Could we maybe go through some of those projects?
We mentioned Boston, you mentioned specifically
this case in Alabama, but like what is the Boston project?
Albuquerque, San Diego,
what are these projects that are being clawed back?
One of the projects in Boston is basically
just a road safety overhaul of the neighborhood
of Matapan Square.
And the Albuquerque plan is the continuation
that they're nearing the end of this long-term effort
to do a bike trail going all through the city
and they're at this downtown piece
that required a chunk of federal money
to be able to complete the circuit.
There's a similar project in Illinois
where going back to the 1990s is when they started
planning a bicycle trail, a mixed use trail,
pedestrian and bicycle trail
that would go all the way across this county in Illinois
from one county line to the other.
And it's a place where you have railroads,
I believe the railroads are on the northern edge
and there's highway on the southern edge.

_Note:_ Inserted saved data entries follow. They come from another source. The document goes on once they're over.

//! Handler for `POST /scan`, the entry point for capture devices.
//!
//! A scanned string is either a category alias (a label stuck on a shelf,
//! say) or an asset tag. Aliases are checked first.

use axum::{Json, extract::State};
use depot_core::{asset::AssetTag, category::Category, store::AssetStore};
use depot_engine::Located;
use serde::{Deserialize, Serialize};

use crate::{AppState, error::ApiError};

#[derive(Debug, Deserialize)]
pub struct ScanBody {
  pub input: String,
}

#[derive(Debug, Serialize)]
#[serde(tag = "kind", rename_all = "snake_case")]
pub enum ScanResult {
  Category { category: Category },
  Asset(Located),
}

/// `POST /scan`, body: `{"input":"A001"}`
pub async fn handler<S: AssetStore>(
  State(state): State<AppState<S>>,
  Json(body): Json<ScanBody>,
) -> Result<Json<ScanResult>, ApiError> {
  if let Some(category) = state.engine.aliases().canonicalize(&body.input) {
    return Ok(Json(ScanResult::Category { category }));
  }
  let tag = AssetTag::new(&body.input)?;
  let located = state.engine.resolver().locate(&tag).await?;
  Ok(Json(ScanResult::Asset(located)))
}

And so this is really providing a transportation alternative
that didn't exist in this county
and that they're almost at the point of finishing,
finally, but now it's been interrupted
by the cessation of that grant.
You know, this reminds me of back in February
we had Beth Osborn,
the executive director of transportation for America on
and she was talking about
the Heritage Foundation Project 2025
saying, you know, we're gonna come after transit,
we're coming after transit.
And she was pointing out
that if you look at the list of transit agencies
and there are about a thousand agencies on that list,
what she told us was they're overwhelmingly
in smaller and rural communities.
And the people who are doing this are,
I think sometimes don't even realize that
they can be sort of shocked.
She says, when you show them the list,
they're like, oh wait, those are the communities
that allegedly I'm supposed to be
in favor of these small rural communities
that are in what MAGA people
would call the real America.
But transit has become so left-coded as you say
and biking as well
that that just all seems to go out the window.
And it's really, it doesn't seem like
there's any kind of legitimate policy rationale here.
It's really an ideological stance.
I think that's right.
Or certainly they haven't given us a policy rationale.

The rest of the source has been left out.